> [WORK REQUIRED]: An exact, complete copy of the entries that follow is needed.

(Saved entries)

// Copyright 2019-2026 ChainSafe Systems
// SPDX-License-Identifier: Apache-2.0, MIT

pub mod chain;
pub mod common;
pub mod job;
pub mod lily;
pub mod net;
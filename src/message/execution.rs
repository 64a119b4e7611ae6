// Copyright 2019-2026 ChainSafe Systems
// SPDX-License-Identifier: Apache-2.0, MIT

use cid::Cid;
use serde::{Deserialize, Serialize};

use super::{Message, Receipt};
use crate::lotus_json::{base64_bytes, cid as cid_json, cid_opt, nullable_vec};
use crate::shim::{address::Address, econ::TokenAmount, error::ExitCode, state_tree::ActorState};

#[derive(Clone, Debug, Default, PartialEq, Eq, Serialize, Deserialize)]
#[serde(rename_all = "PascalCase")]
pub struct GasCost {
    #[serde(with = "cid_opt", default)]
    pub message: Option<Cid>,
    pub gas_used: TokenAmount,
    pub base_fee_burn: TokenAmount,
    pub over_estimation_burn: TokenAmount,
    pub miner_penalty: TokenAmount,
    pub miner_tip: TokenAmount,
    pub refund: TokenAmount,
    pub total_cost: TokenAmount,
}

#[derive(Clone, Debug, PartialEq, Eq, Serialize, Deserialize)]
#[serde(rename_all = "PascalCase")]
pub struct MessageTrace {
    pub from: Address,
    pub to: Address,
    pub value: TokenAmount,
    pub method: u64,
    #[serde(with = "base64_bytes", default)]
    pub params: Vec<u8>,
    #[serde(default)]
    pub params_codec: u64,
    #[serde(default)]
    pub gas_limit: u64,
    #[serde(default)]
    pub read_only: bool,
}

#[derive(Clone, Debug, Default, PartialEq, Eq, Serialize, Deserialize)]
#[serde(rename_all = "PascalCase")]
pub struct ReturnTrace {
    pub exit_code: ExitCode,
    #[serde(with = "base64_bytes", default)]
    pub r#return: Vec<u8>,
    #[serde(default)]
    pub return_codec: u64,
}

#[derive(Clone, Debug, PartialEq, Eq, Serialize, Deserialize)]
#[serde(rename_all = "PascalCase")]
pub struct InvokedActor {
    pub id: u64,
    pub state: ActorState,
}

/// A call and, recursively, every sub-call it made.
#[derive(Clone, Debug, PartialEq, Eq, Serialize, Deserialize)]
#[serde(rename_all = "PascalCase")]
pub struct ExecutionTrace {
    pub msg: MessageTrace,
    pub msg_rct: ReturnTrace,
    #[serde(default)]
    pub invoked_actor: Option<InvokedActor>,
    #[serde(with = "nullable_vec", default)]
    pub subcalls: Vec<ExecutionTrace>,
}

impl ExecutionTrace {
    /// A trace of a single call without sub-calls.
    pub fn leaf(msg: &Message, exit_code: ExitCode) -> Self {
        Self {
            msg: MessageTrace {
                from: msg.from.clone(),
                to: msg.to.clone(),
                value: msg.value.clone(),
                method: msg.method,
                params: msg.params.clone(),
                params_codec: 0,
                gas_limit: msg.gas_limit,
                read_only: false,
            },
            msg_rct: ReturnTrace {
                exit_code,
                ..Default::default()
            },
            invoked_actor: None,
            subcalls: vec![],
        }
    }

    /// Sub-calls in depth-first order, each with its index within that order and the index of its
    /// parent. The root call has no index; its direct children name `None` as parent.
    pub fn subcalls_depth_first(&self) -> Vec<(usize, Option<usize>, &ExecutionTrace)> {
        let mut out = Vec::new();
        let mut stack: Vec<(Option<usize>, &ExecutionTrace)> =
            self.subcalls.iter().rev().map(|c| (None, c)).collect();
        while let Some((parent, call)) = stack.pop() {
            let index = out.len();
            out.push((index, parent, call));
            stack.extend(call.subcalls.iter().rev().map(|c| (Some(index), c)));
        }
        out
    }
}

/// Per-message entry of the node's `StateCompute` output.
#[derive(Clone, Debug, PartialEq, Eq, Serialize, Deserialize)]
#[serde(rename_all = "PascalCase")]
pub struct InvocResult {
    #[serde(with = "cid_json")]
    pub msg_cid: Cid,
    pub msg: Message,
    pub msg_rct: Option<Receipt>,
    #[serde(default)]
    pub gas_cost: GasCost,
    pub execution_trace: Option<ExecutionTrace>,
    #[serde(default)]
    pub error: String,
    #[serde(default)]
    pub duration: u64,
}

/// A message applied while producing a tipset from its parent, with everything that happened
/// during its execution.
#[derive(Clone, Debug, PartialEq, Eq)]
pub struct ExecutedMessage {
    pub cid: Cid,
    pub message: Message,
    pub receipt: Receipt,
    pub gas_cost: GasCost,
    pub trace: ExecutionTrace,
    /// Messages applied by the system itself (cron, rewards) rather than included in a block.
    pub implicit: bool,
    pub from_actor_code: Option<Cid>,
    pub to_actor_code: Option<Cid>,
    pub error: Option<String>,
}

> [SOLUTION FOR THIS PROBLEM]:
// Copyright 2019-2026 ChainSafe Systems
// SPDX-License-Identifier: Apache-2.0, MIT

pub mod chain;
pub mod common;
pub mod job;
pub mod lily;
pub mod net;
filename src/message/execution.rs
repository 64a119b4e7611ae6
// Copyright 2019-2026 ChainSafe Systems
// SPDX-License-Identifier: Apache-2.0, MIT

use cid::Cid;
use serde::{Deserialize, Serialize};

use super::{Message, Receipt};
use crate::lotus_json::{base64_bytes, cid as cid_json, cid_opt, nullable_vec};
use crate::shim::{address::Address, econ::TokenAmount, error::ExitCode, state_tree::ActorState};

#[derive(Clone, Debug, Default, PartialEq, Eq, Serialize, Deserialize)]
#[serde(rename_all = "PascalCase")]
pub struct GasCost {
    #[serde(with = "cid_opt", default)]
    pub message: Option<Cid>,
    pub gas_used: TokenAmount,
    pub base_fee_burn: TokenAmount,
    pub over_estimation_burn: TokenAmount,
    pub miner_penalty: TokenAmount,
    pub miner_tip: TokenAmount,
    pub refund: TokenAmount,
    pub total_cost: TokenAmount,
}

#[derive(Clone, Debug, PartialEq, Eq, Serialize, Deserialize)]
#[serde(rename_all = "PascalCase")]
pub struct MessageTrace {
    pub from: Address,
    pub to: Address,
    pub value: TokenAmount,
    pub method: u64,
    #[serde(with = "base64_bytes", default)]
    pub params: Vec<u8>,
    #[serde(default)]
    pub params_codec: u64,
    #[serde(default)]
    pub gas_limit: u64,
    #[serde(default)]
    pub read_only: bool,
}

#[derive(Clone, Debug, Default, PartialEq, Eq, Serialize, Deserialize)]
#[serde(rename_all = "PascalCase")]
pub struct ReturnTrace {
    pub exit_code: ExitCode,
    #[serde(with = "base64_bytes", default)]
    pub r#return: Vec<u8>,
    #[serde(default)]
    pub return_codec: u64,
}

#[derive(Clone, Debug, PartialEq, Eq, Serialize, Deserialize)]
#[serde(rename_all = "PascalCase")]
pub struct InvokedActor {
    pub id: u64,
    pub state: ActorState,
}

/// A call and, recursively, every sub-call it made.
#[derive(Clone, Debug, PartialEq, Eq, Serialize, Deserialize)]
#[serde(rename_all = "PascalCase")]
pub struct ExecutionTrace {
    pub msg: MessageTrace,
    pub msg_rct: ReturnTrace,
    #[serde(default)]
    pub invoked_actor: Option<InvokedActor>,
    #[serde(with = "nullable_vec", default)]
    pub subcalls: Vec<ExecutionTrace>,
}

impl ExecutionTrace {
    /// A trace of a single call without sub-calls.
    pub fn leaf(msg: &Message, exit_code: ExitCode) -> Self {
        Self {
            msg: MessageTrace {
                from: msg.from.clone(),
                to: msg.to.clone(),
                value: msg.value.clone(),
                method: msg.method,
                params: msg.params.clone(),
                params_codec: 0,
                gas_limit: msg.gas_limit,
                read_only: false,
            },
            msg_rct: ReturnTrace {
                exit_code,
                ..Default::default()
            },
            invoked_actor: None,
            subcalls: vec![],
        }
    }

    /// Sub-calls in depth-first order, each with its index within that order and the index of its
    /// parent. The root call has no index; its direct children name `None` as parent.
    pub fn subcalls_depth_first(&self) -> Vec<(usize, Option<usize>, &ExecutionTrace)> {
        let mut out = Vec::new();
        let mut stack: Vec<(Option<usize>, &ExecutionTrace)> =
            self.subcalls.iter().rev().map(|c| (None, c)).collect();
        while let Some((parent, call)) = stack.pop() {
            let index = out.len();
            out.push((index, parent, call));
            stack.extend(call.subcalls.iter().rev().map(|c| (Some(index), c)));
        }
        out
    }
}

/// Per-message entry of the node's `StateCompute` output.
#[derive(Clone, Debug, PartialEq, Eq, Serialize, Deserialize)]
#[serde(rename_all = "PascalCase")]
pub struct InvocResult {
    #[serde(with = "cid_json")]
    pub msg_cid: Cid,
    pub msg: Message,
    pub msg_rct: Option<Receipt>,
    #[serde(default)]
    pub gas_cost: GasCost,
    pub execution_trace: Option<ExecutionTrace>,
    #[serde(default)]
    pub error: String,
    #[serde(default)]
    pub duration: u64,
}

/// A message applied while producing a tipset from its parent, with everything that happened
/// during its execution.
#[derive(Clone, Debug, PartialEq, Eq)]
pub struct ExecutedMessage {
    pub cid: Cid,
    pub message: Message,
    pub receipt: Receipt,
    pub gas_cost: GasCost,
    pub trace: ExecutionTrace,
    /// Messages applied by the system itself (cron, rewards) rather than included in a block.
    pub implicit: bool,
    pub from_actor_code: Option<Cid>,
    pub to_actor_code: Option<Cid>,
    pub error: Option<String>,
}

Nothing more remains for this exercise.